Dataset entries
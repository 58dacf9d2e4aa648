//! Pointer event state machine.
//!
//! Consumes one frame of [`GestureSignals`] plus the smoothed cursor and
//! emits zero or more [`PointerEvent`]s. Each frame runs the same fixed
//! sequence of steps:
//!
//! 1. Pinch rising edge: double click if the previous pinch edge is
//!    within the double-click window, otherwise press and start a drag.
//! 2. Pinch falling edge: end the drag and re-anchor the double-click window.
//! 3. Two fingers closed: right click, at most once per cooldown.
//! 4. Open hand: scroll by vertical travel since the anchor.
//! 5. Move to the smoothed cursor.
//!
//! Every pinch that is not a double click starts a drag straight away; a
//! quick pinch is therefore a press/release pair, which the desktop reads
//! as a click.

use airpoint_common::clock::TimestampNs;
use airpoint_common::config::GestureConfig;
use airpoint_hand_model::event::PointerEvent;

use crate::classifier::GestureSignals;

/// Pixels of travel per scroll unit before the multiplier.
const SCROLL_STEP_PX: f64 = 10.0;

/// Largest scroll emitted in one frame.
const MAX_SCROLL_STEPS: f64 = 10.0;

/// Pinch latch state.
#[derive(Debug, Clone, Copy, PartialEq, Eq, Default)]
pub enum PinchState {
    /// Not pinching.
    #[default]
    Idle,
    /// Pinch held after a double click; no button is down.
    PinchHeld,
    /// Pinch held with the primary button down.
    Dragging,
}

impl PinchState {
    /// Whether a pinch is currently latched.
    pub fn is_latched(&self) -> bool {
        !matches!(self, Self::Idle)
    }

    pub fn is_dragging(&self) -> bool {
        matches!(self, Self::Dragging)
    }
}

/// Memory carried between frames.
#[derive(Debug, Clone, Copy, PartialEq, Default)]
pub struct InteractionState {
    pub pinch: PinchState,
    /// Anchor for the double-click window. `None` once a double click has
    /// consumed it, and before the first pinch.
    pub last_pinch_time: Option<TimestampNs>,
    pub last_right_click_time: Option<TimestampNs>,
    /// Cursor y when the open hand was armed or last scrolled.
    pub scroll_anchor_y: Option<f64>,
}

/// Result of one frame.
#[derive(Debug, Clone, PartialEq, Default)]
pub struct StepOutput {
    /// Events in emission order; always ends with a `Move`.
    pub events: Vec<PointerEvent>,
    /// Label of the last discrete action this frame, if any.
    pub action: Option<String>,
}

impl StepOutput {
    fn push(&mut self, event: PointerEvent) {
        if let Some(label) = event.action_label() {
            self.action = Some(label);
        }
        self.events.push(event);
    }
}

/// The gesture-to-pointer state machine.
#[derive(Debug, Clone)]
pub struct EventStateMachine {
    double_click_window_ns: u64,
    right_click_cooldown_ns: u64,
    scroll_deadzone_px: f64,
    scroll_mult: f64,
    state: InteractionState,
}

impl EventStateMachine {
    pub fn new(config: &GestureConfig) -> Self {
        Self {
            double_click_window_ns: config.double_click_window_ns(),
            right_click_cooldown_ns: config.right_click_cooldown_ns(),
            scroll_deadzone_px: config.scroll_deadzone_px,
            scroll_mult: config.scroll_mult,
            state: InteractionState::default(),
        }
    }

    pub fn state(&self) -> &InteractionState {
        &self.state
    }

    /// Forget all latches and timers.
    pub fn reset(&mut self) {
        self.state = InteractionState::default();
    }

    /// Advance one frame with a detected hand.
    pub fn step(
        &mut self,
        now: TimestampNs,
        signals: &GestureSignals,
        cursor: (f64, f64),
    ) -> StepOutput {
        let mut out = StepOutput::default();

        self.step_pinch(now, signals.is_pinch, &mut out);
        self.step_right_click(now, signals.is_two_finger, &mut out);
        self.step_scroll(signals.fingers_open, cursor.1, &mut out);

        // Move goes last on purpose: a press this frame lands at the previous
        // frame's cursor, one smoothing step behind.
        out.push(PointerEvent::Move {
            x: cursor.0,
            y: cursor.1,
        });
        out
    }

    fn within_double_click_window(&self, now: TimestampNs) -> bool {
        self.state
            .last_pinch_time
            .is_some_and(|last| now.saturating_sub(last) < self.double_click_window_ns)
    }

    fn step_pinch(&mut self, now: TimestampNs, is_pinch: bool, out: &mut StepOutput) {
        match (self.state.pinch, is_pinch) {
            (PinchState::Idle, true) => {
                if self.within_double_click_window(now) {
                    out.push(PointerEvent::DoubleClick);
                    self.state.last_pinch_time = None;
                    self.state.pinch = PinchState::PinchHeld;
                    tracing::debug!(now, "pinch: double click");
                } else {
                    self.state.last_pinch_time = Some(now);
                    out.push(PointerEvent::DragStart);
                    self.state.pinch = PinchState::Dragging;
                    tracing::debug!(now, "pinch: drag start");
                }
            }
            (PinchState::Dragging, false) => {
                out.push(PointerEvent::DragEnd);
                self.state.last_pinch_time = Some(now);
                self.state.pinch = PinchState::Idle;
                tracing::debug!(now, "pinch: drag end");
            }
            (PinchState::PinchHeld, false) => {
                // Entering PinchHeld clears the anchor, so this click only
                // fires if the window was re-armed while the pinch was held.
                if self.within_double_click_window(now) {
                    out.push(PointerEvent::Click);
                }
                self.state.last_pinch_time = Some(now);
                self.state.pinch = PinchState::Idle;
                tracing::debug!(now, "pinch: released after double click");
            }
            (PinchState::Idle, false) | (PinchState::PinchHeld, true) | (PinchState::Dragging, true) => {}
        }
    }

    fn step_right_click(&mut self, now: TimestampNs, is_two_finger: bool, out: &mut StepOutput) {
        if !is_two_finger {
            return;
        }
        let cooled_down = self
            .state
            .last_right_click_time
            .map_or(true, |last| now.saturating_sub(last) > self.right_click_cooldown_ns);
        if cooled_down {
            out.push(PointerEvent::RightClick);
            self.state.last_right_click_time = Some(now);
            tracing::debug!(now, "two fingers: right click");
        }
    }

    fn step_scroll(&mut self, fingers_open: bool, y: f64, out: &mut StepOutput) {
        if !fingers_open {
            self.state.scroll_anchor_y = None;
            return;
        }
        let Some(anchor) = self.state.scroll_anchor_y else {
            self.state.scroll_anchor_y = Some(y);
            return;
        };

        let dy = anchor - y;
        if dy.abs() > self.scroll_deadzone_px {
            let steps = (dy.abs() / SCROLL_STEP_PX * self.scroll_mult).min(MAX_SCROLL_STEPS);
            let amount = (dy.signum() * steps).trunc() as i32;
            out.push(PointerEvent::Scroll { amount });
            self.state.scroll_anchor_y = Some(y);
        }
    }
}

impl Default for EventStateMachine {
    fn default() -> Self {
        Self::new(&GestureConfig::default())
    }
}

Your task: Search the data for the string "PinchHeld" and copy every line where it appears.

Solved problem:
    PinchHeld,
                    self.state.pinch = PinchState::PinchHeld;
            (PinchState::PinchHeld, false) => {
                // Entering PinchHeld clears the anchor, so this click only
            (PinchState::Idle, false) | (PinchState::PinchHeld, true) | (PinchState::Dragging, true) => {}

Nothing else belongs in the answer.